(Saved entries)
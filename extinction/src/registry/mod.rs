//! Registry of known dust maps
//!
//! Each entry describes one survey: whether it is 2-D or 3-D, what quantity it
//! returns and at which reference wavelength(s), which backend answers its
//! queries and with which options. Entries are validated when the registry
//! is built; after that the table is read-only.

mod catalogue;

use std::collections::HashSet;
use std::fmt;

use serde::{Deserialize, Serialize};

use crate::backend::{BackendKind, Options};
use crate::error::{ConfigurationError, ExtinctionError, Result};

/// Spatial dimensionality of a map.
#[derive(Debug, Clone, Copy, PartialEq, Eq, Hash, Serialize, Deserialize)]
#[serde(try_from = "u8", into = "u8")]
pub enum Dimensionality {
    /// Integrated column along the full sight line
    TwoD,
    /// Resolved along the sight line; lookups need a distance
    ThreeD,
}

impl Dimensionality {
    pub fn as_u8(self) -> u8 {
        match self {
            Dimensionality::TwoD => 2,
            Dimensionality::ThreeD => 3,
        }
    }
}

impl TryFrom<u8> for Dimensionality {
    type Error = String;

    fn try_from(value: u8) -> std::result::Result<Self, Self::Error> {
        match value {
            2 => Ok(Dimensionality::TwoD),
            3 => Ok(Dimensionality::ThreeD),
            other => Err(format!("dimensionality must be 2 or 3, got {other}")),
        }
    }
}

impl From<Dimensionality> for u8 {
    fn from(value: Dimensionality) -> Self {
        value.as_u8()
    }
}

impl fmt::Display for Dimensionality {
    fn fmt(&self, f: &mut fmt::Formatter<'_>) -> fmt::Result {
        write!(f, "{}D", self.as_u8())
    }
}

/// Kind of quantity a map returns.
#[derive(Debug, Clone, Copy, PartialEq, Eq, Hash, Serialize, Deserialize)]
#[serde(rename_all = "snake_case")]
pub enum QuantityKind {
    /// Monochromatic extinction A_λ at one reference wavelength
    Extinction,
    /// Color excess E(λ₁ − λ₂) between two reference wavelengths
    ColorExcess,
    /// Optical depth in e-foldings at one reference wavelength
    EFoldings,
}

/// A map's returned quantity together with its reference wavelength(s).
///
/// Carrying the wavelengths inside the variant makes "second wavelength
/// present iff color excess" hold by construction.
#[derive(Debug, Clone, Copy, PartialEq)]
pub enum MapQuantity {
    Extinction { lambda_um: f64 },
    ColorExcess { lambda_um: f64, lambda2_um: f64 },
    EFoldings { lambda_um: f64 },
}

impl MapQuantity {
    pub fn kind(&self) -> QuantityKind {
        match self {
            MapQuantity::Extinction { .. } => QuantityKind::Extinction,
            MapQuantity::ColorExcess { .. } => QuantityKind::ColorExcess,
            MapQuantity::EFoldings { .. } => QuantityKind::EFoldings,
        }
    }

    /// First (or only) reference wavelength in micrometers
    pub fn reference_wavelength(&self) -> f64 {
        match *self {
            MapQuantity::Extinction { lambda_um }
            | MapQuantity::ColorExcess { lambda_um, .. }
            | MapQuantity::EFoldings { lambda_um } => lambda_um,
        }
    }

    /// Second reference wavelength, present only for color excesses
    pub fn second_reference_wavelength(&self) -> Option<f64> {
        match *self {
            MapQuantity::ColorExcess { lambda2_um, .. } => Some(lambda2_um),
            _ => None,
        }
    }
}

/// Whether an entry can be used.
#[derive(Debug, Clone, Copy, Default, PartialEq, Eq, Serialize, Deserialize)]
#[serde(rename_all = "snake_case")]
pub enum Availability {
    #[default]
    Enabled,
    /// Known but disabled until support lands
    Reserved,
}

/// Flat, serializable form of a registry entry.
#[derive(Debug, Clone, PartialEq, Serialize, Deserialize)]
pub struct EntrySpec {
    pub identifier: String,
    pub dim: Dimensionality,
    /// Label of the returned quantity, e.g. "E(B-V)" or "A_Ks"
    pub returns: String,
    pub kind: QuantityKind,
    pub lambda_eff: f64,
    #[serde(default, skip_serializing_if = "Option::is_none")]
    pub lambda_eff2: Option<f64>,
    pub backend: BackendKind,
    #[serde(default, skip_serializing_if = "Options::is_empty")]
    pub options: Options,
    #[serde(default, skip_serializing_if = "Options::is_empty")]
    pub query_options: Options,
    #[serde(default)]
    pub availability: Availability,
}

/// A validated registry entry.
#[derive(Debug, Clone, PartialEq, Serialize, Deserialize)]
#[serde(try_from = "EntrySpec", into = "EntrySpec")]
pub struct MapRegistryEntry {
    identifier: String,
    dimensionality: Dimensionality,
    returns: String,
    quantity: MapQuantity,
    backend: BackendKind,
    options: Options,
    query_options: Options,
    availability: Availability,
}

fn check_wavelength(identifier: &str, name: &str, value: f64) -> std::result::Result<(), ConfigurationError> {
    if value.is_finite() && value > 0.0 {
        Ok(())
    } else {
        Err(ConfigurationError::InvalidRegistryEntry {
            identifier: identifier.to_string(),
            reason: format!("{name} must be a positive wavelength in µm, got {value}"),
        })
    }
}

impl TryFrom<EntrySpec> for MapRegistryEntry {
    type Error = ConfigurationError;

    fn try_from(spec: EntrySpec) -> std::result::Result<Self, Self::Error> {
        let invalid = |reason: &str| ConfigurationError::InvalidRegistryEntry {
            identifier: spec.identifier.clone(),
            reason: reason.to_string(),
        };

        if spec.identifier.trim().is_empty() {
            return Err(invalid("identifier must not be empty"));
        }
        check_wavelength(&spec.identifier, "lambda_eff", spec.lambda_eff)?;
        if let Some(lambda2) = spec.lambda_eff2 {
            check_wavelength(&spec.identifier, "lambda_eff2", lambda2)?;
        }

        let quantity = match (spec.kind, spec.lambda_eff2) {
            (QuantityKind::ColorExcess, Some(lambda2_um)) => MapQuantity::ColorExcess {
                lambda_um: spec.lambda_eff,
                lambda2_um,
            },
            (QuantityKind::ColorExcess, None) => {
                return Err(invalid("a color excess needs a second reference wavelength"));
            }
            (_, Some(_)) => {
                return Err(invalid(
                    "only a color excess may carry a second reference wavelength",
                ));
            }
            (QuantityKind::Extinction, None) => MapQuantity::Extinction {
                lambda_um: spec.lambda_eff,
            },
            (QuantityKind::EFoldings, None) => MapQuantity::EFoldings {
                lambda_um: spec.lambda_eff,
            },
        };

        Ok(Self {
            identifier: spec.identifier,
            dimensionality: spec.dim,
            returns: spec.returns,
            quantity,
            backend: spec.backend,
            options: spec.options,
            query_options: spec.query_options,
            availability: spec.availability,
        })
    }
}

impl From<MapRegistryEntry> for EntrySpec {
    fn from(entry: MapRegistryEntry) -> Self {
        Self {
            identifier: entry.identifier,
            dim: entry.dimensionality,
            returns: entry.returns,
            kind: entry.quantity.kind(),
            lambda_eff: entry.quantity.reference_wavelength(),
            lambda_eff2: entry.quantity.second_reference_wavelength(),
            backend: entry.backend,
            options: entry.options,
            query_options: entry.query_options,
            availability: entry.availability,
        }
    }
}

impl MapRegistryEntry {
    pub fn identifier(&self) -> &str {
        &self.identifier
    }

    pub fn dimensionality(&self) -> Dimensionality {
        self.dimensionality
    }

    pub fn is_3d(&self) -> bool {
        self.dimensionality == Dimensionality::ThreeD
    }

    /// Label of the returned quantity
    pub fn returns(&self) -> &str {
        &self.returns
    }

    pub fn quantity(&self) -> MapQuantity {
        self.quantity
    }

    pub fn backend(&self) -> &BackendKind {
        &self.backend
    }

    /// Options handed to the backend constructor
    pub fn options(&self) -> &Options {
        &self.options
    }

    /// Options handed to every backend query
    pub fn query_options(&self) -> &Options {
        &self.query_options
    }

    pub fn availability(&self) -> Availability {
        self.availability
    }
}

/// Read-only table of dust maps keyed by identifier.
#[derive(Debug, Clone, PartialEq)]
pub struct MapRegistry {
    entries: Vec<MapRegistryEntry>,
}

impl MapRegistry {
    /// Registry with the built-in survey catalogue.
    pub fn builtin() -> Self {
        let entries = catalogue::builtin_specs()
            .into_iter()
            .map(MapRegistryEntry::try_from)
            .collect::<std::result::Result<Vec<_>, _>>()
            .unwrap_or_else(|e| panic!("built-in map catalogue is inconsistent: {e}"));
        Self { entries }
    }

    /// Build a registry from specs, validating each entry and rejecting
    /// duplicate identifiers.
    pub fn from_specs(specs: Vec<EntrySpec>) -> std::result::Result<Self, ConfigurationError> {
        let entries = specs
            .into_iter()
            .map(MapRegistryEntry::try_from)
            .collect::<std::result::Result<Vec<_>, _>>()?;
        Self::from_entries(entries)
    }

    /// Build a registry from already validated entries.
    pub fn from_entries(
        entries: Vec<MapRegistryEntry>,
    ) -> std::result::Result<Self, ConfigurationError> {
        let mut seen = HashSet::new();
        for entry in &entries {
            if !seen.insert(entry.identifier.as_str()) {
                return Err(ConfigurationError::InvalidRegistryEntry {
                    identifier: entry.identifier.clone(),
                    reason: "identifier registered twice".to_string(),
                });
            }
        }
        Ok(Self { entries })
    }

    /// Parse a JSON array of entry specs.
    pub fn from_json(json: &str) -> Result<Self> {
        let specs: Vec<EntrySpec> = serde_json::from_str(json)?;
        Ok(Self::from_specs(specs)?)
    }

    /// Resolve an identifier into its entry.
    ///
    /// Unknown identifiers are a configuration error; reserved ones are
    /// reported as unsupported.
    pub fn resolve(&self, identifier: &str) -> Result<&MapRegistryEntry> {
        let entry = self
            .get(identifier)
            .ok_or_else(|| ConfigurationError::UnknownMap {
                identifier: identifier.to_string(),
            })?;

        if entry.availability == Availability::Reserved {
            return Err(ExtinctionError::UnsupportedFeature {
                identifier: identifier.to_string(),
            });
        }
        Ok(entry)
    }

    /// Entry lookup that ignores availability
    pub fn get(&self, identifier: &str) -> Option<&MapRegistryEntry> {
        self.entries.iter().find(|e| e.identifier == identifier)
    }

    /// Identifiers in table order
    pub fn identifiers(&self) -> impl Iterator<Item = &str> {
        self.entries.iter().map(|e| e.identifier.as_str())
    }

    pub fn entries(&self) -> &[MapRegistryEntry] {
        &self.entries
    }

    pub fn len(&self) -> usize {
        self.entries.len()
    }

    pub fn is_empty(&self) -> bool {
        self.entries.is_empty()
    }
}

impl Default for MapRegistry {
    fn default() -> Self {
        Self::builtin()
    }
}
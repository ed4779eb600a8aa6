//! Interstellar extinction for synthetic stellar populations
//!
//! This crate provides two things a galaxy-simulation pipeline needs to dim
//! and redden its synthetic stars:
//!
//! * [`law`] - published extinction laws giving A_λ/A_V at any filter
//!   wavelength, plus conversion of a dust map's native quantity into the
//!   extinction in a band
//! * [`map`] - a uniform adapter over many dust-survey maps, with one shared
//!   backend per survey and deferred or immediate evaluation along a line of
//!   sight
//!
//! Survey backends are supplied by the embedding application through
//! [`backend::BackendFactory`]; this crate decides which backend a map needs,
//! keeps exactly one of each alive, and checks that its data is installed.

pub mod backend;
pub mod config;
pub mod dataset;
pub mod error;
pub mod law;
pub mod map;
pub mod registry;
pub mod sky;
pub mod units;

// Re-exports for easier access
pub use backend::{BackendCache, BackendError, BackendFactory, BackendKind, DustQuery, Options};
pub use config::ExtinctionConfig;
pub use dataset::{DatasetStore, FetchError, LocalDataStore};
pub use error::{ConfigurationError, ExtinctionError, Result};
pub use law::{ExtinctionLaw, Law, DEFAULT_R_V};
pub use map::{EvaluationMode, ExtinctionState, MapAdapter, MapContext, SightLine};
pub use registry::{Dimensionality, MapQuantity, MapRegistry, MapRegistryEntry, QuantityKind};
pub use sky::SkyPosition;
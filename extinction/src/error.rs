//! Error types for extinction laws, map resolution and backend access.

use thiserror::Error;

use crate::backend::BackendError;
use crate::dataset::FetchError;

/// Documentation reference handed out whenever survey data cannot be found.
pub const DATA_DOCS_URL: &str = "https://dustmaps.readthedocs.io/en/latest/installation.html";

/// Caller-side mistakes: unknown names, missing arguments, malformed tables.
#[derive(Error, Debug, Clone, PartialEq)]
pub enum ConfigurationError {
    /// Identifier is not in the map registry.
    #[error(
        "'{identifier}' is not a known extinction map; \
         register an entry for it before requesting it"
    )]
    UnknownMap { identifier: String },

    /// A 3-D map was queried without a line-of-sight distance.
    #[error("map '{identifier}' is three-dimensional and needs a distance for every lookup")]
    MissingDistance { identifier: String },

    /// `update` was called before any sight line was set.
    #[error("map '{identifier}' has no current line of sight; call update_line_of_sight first")]
    NoLineOfSight { identifier: String },

    /// Sky position outside the valid galactic range.
    #[error("invalid galactic position: l = {l_deg}°, b = {b_deg}°")]
    InvalidPosition { l_deg: f64, b_deg: f64 },

    /// Distance was negative or not finite.
    #[error("invalid distance: {distance_kpc} kpc")]
    InvalidDistance { distance_kpc: f64 },

    /// Vectorized inputs cannot be broadcast against each other.
    #[error("cannot broadcast inputs of lengths {lengths:?}")]
    ShapeMismatch { lengths: Vec<usize> },

    /// Extinction law name is not recognized.
    #[error("unknown extinction law '{name}'")]
    UnknownLaw { name: String },

    /// A registry entry violates the table's consistency rules.
    #[error("invalid registry entry '{identifier}': {reason}")]
    InvalidRegistryEntry { identifier: String, reason: String },
}

/// Top-level error for the crate.
#[derive(Error, Debug)]
pub enum ExtinctionError {
    #[error(transparent)]
    Configuration(#[from] ConfigurationError),

    /// Map is known but deliberately disabled.
    #[error("extinction map '{identifier}' is not implemented yet")]
    UnsupportedFeature { identifier: String },

    /// Dataset is missing locally and could not be fetched.
    #[error(
        "data for the '{identifier}' dust map is not available\n\
         {instructions}\n\
         please see '{docs_url}' for further details"
    )]
    DataUnavailable {
        identifier: String,
        instructions: String,
        docs_url: &'static str,
        #[source]
        source: FetchError,
    },

    /// Failure raised by a survey backend, passed through untouched.
    #[error(transparent)]
    Backend(#[from] BackendError),

    /// Settings file could not be read or parsed.
    #[error("configuration file error: {0}")]
    Config(#[from] std::io::Error),

    /// JSON text (e.g. a custom registry table) is malformed.
    #[error("failed to parse JSON: {0}")]
    Parse(#[from] serde_json::Error),
}

impl ExtinctionError {
    /// True for the configuration class of failures.
    pub fn is_configuration(&self) -> bool {
        matches!(self, ExtinctionError::Configuration(_))
    }
}

/// Crate result alias.
pub type Result<T> = std::result::Result<T, ExtinctionError>;
use serde::Serialize;

// A real-world coordinate. Records store i32 values; the actual coordinates
// are calculated with the header's scale and offset:
// x = (x * scale[0]) + offset[0]
#[derive(Debug, Clone, Copy, PartialEq, Default, Serialize)]
pub struct Point {
    pub x: f64,
    pub y: f64,
    pub z: f64,
}

impl Point {
    pub fn new(x: f64, y: f64, z: f64) -> Self {
        Self { x, y, z }
    }

    pub fn to_array(&self) -> [f64; 3] {
        [self.x, self.y, self.z]
    }
}

impl From<[f64; 3]> for Point {
    fn from([x, y, z]: [f64; 3]) -> Self {
        Self { x, y, z }
    }
}

// This represents the maximum and minimum values of the real-world
// coordinates obtained by combining the scale and offset.
#[derive(Debug, Clone, Copy, PartialEq, Serialize)]
pub struct BoundingVolume {
    pub min: [f64; 3],
    pub max: [f64; 3],
}

impl Default for BoundingVolume {
    fn default() -> Self {
        Self::empty()
    }
}

impl BoundingVolume {
    pub fn empty() -> Self {
        Self {
            min: [f64::MAX; 3],
            max: [f64::MIN; 3],
        }
    }

    pub fn is_empty(&self) -> bool {
        (0..3).any(|axis| self.min[axis] > self.max[axis])
    }

    pub fn extend(&mut self, point: &Point) {
        for (axis, value) in point.to_array().into_iter().enumerate() {
            self.min[axis] = self.min[axis].min(value);
            self.max[axis] = self.max[axis].max(value);
        }
    }

    pub fn contains(&self, point: &Point) -> bool {
        point
            .to_array()
            .into_iter()
            .enumerate()
            .all(|(axis, value)| self.min[axis] <= value && value <= self.max[axis])
    }
}

impl FromIterator<Point> for BoundingVolume {
    fn from_iter<I: IntoIterator<Item = Point>>(iter: I) -> Self {
        let mut bounds = Self::empty();
        for point in iter {
            bounds.extend(&point);
        }
        bounds
    }
}
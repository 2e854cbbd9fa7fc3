use std::{
    fs::File,
    io::{BufReader, Read, Seek, SeekFrom},
    path::Path,
};

use pcd_core::{
    error::{Error, Result},
    header::Header,
    pointcloud::{
        codec::decode,
        layout::RecordLayout,
        point::Point,
        record::PointRecord,
    },
};

use super::PointReader;

/// Sequential and random access over the records of one LAS source.
///
/// A record that fails to decode only fails that call: the next call reads
/// the following record, and `seek` always repositions.
pub struct LasPointReader<R> {
    source: R,
    header: Header,
    position: u64,
    buffer: Vec<u8>,
    // set when a failed read left the source at an unknown offset
    resync: bool,
}

impl LasPointReader<BufReader<File>> {
    pub fn from_path<P: AsRef<Path>>(path: P) -> Result<Self> {
        let file = File::open(path)?;
        Self::new(BufReader::new(file))
    }
}

impl<R: Read + Seek> LasPointReader<R> {
    pub fn new(mut source: R) -> Result<Self> {
        let header = Header::read_from(&mut source)?;
        source.seek(SeekFrom::Start(header.offset_to_point_data()))?;
        log::debug!(
            "LAS {} with {} points of layout {}",
            header.version,
            header.point_count,
            header.layout().id
        );
        Ok(Self {
            buffer: vec![0; header.layout().total_width() as usize],
            source,
            header,
            position: 0,
            resync: false,
        })
    }

    pub fn header(&self) -> &Header {
        &self.header
    }

    pub fn layout(&self) -> &RecordLayout {
        self.header.layout()
    }

    pub fn len(&self) -> u64 {
        self.header.point_count
    }

    pub fn is_empty(&self) -> bool {
        self.len() == 0
    }

    /// Index of the record the next read returns.
    pub fn position(&self) -> u64 {
        self.position
    }

    /// Positions the reader at record `index`; `index == len()` positions it
    /// at the end.
    pub fn seek(&mut self, index: u64) -> Result<()> {
        if index > self.len() {
            return Err(Error::SeekOutOfRange {
                index,
                count: self.len(),
            });
        }
        self.source.seek(SeekFrom::Start(self.byte_offset(index)))?;
        self.position = index;
        self.resync = false;
        Ok(())
    }

    pub fn to_point(&self, record: &PointRecord) -> Point {
        self.header.to_point(record)
    }

    pub fn into_inner(self) -> R {
        self.source
    }

    fn byte_offset(&self, index: u64) -> u64 {
        self.header.offset_to_point_data() + index * self.layout().total_width() as u64
    }

    fn read_record(&mut self) -> Result<Option<PointRecord>> {
        if self.position >= self.len() {
            return Ok(None);
        }
        if self.resync {
            self.source
                .seek(SeekFrom::Start(self.byte_offset(self.position)))?;
            self.resync = false;
        }
        self.position += 1;
        if let Err(err) = self.source.read_exact(&mut self.buffer) {
            self.resync = true;
            return Err(err.into());
        }
        decode(&self.buffer, self.header.layout()).map(Some)
    }
}

impl<R: Read + Seek> PointReader for LasPointReader<R> {
    fn next_point(&mut self) -> Result<Option<PointRecord>> {
        self.read_record()
    }
}

impl<R: Read + Seek> Iterator for LasPointReader<R> {
    type Item = Result<PointRecord>;

    fn next(&mut self) -> Option<Self::Item> {
        self.read_record().transpose()
    }

    fn size_hint(&self) -> (usize, Option<usize>) {
        let remaining = self.len().saturating_sub(self.position) as usize;
        (0, Some(remaining))
    }
}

▸ **TRY IT**:
The required answer is the run of lines above, starting at the line with "pub fn len(&self) -> usize" and ending at the line with "with one shared", reproduced exactly with both ends.

▸ **FINAL ANSWER**:
    pub fn len(&self) -> usize {
        self.entries.len()
    }

    pub fn is_empty(&self) -> bool {
        self.entries.is_empty()
    }
}

impl Default for MapRegistry {
    fn default() -> Self {
        Self::builtin()
    }
}
repository ed4779eb600a8aa6
//! Interstellar extinction for synthetic stellar populations
//!
//! This crate provides two things a galaxy-simulation pipeline needs to dim
//! and redden its synthetic stars:
//!
//! * [`law`] - published extinction laws giving A_λ/A_V at any filter
//!   wavelength, plus conversion of a dust map's native quantity into the
//!   extinction in a band
//! * [`map`] - a uniform adapter over many dust-survey maps, with one shared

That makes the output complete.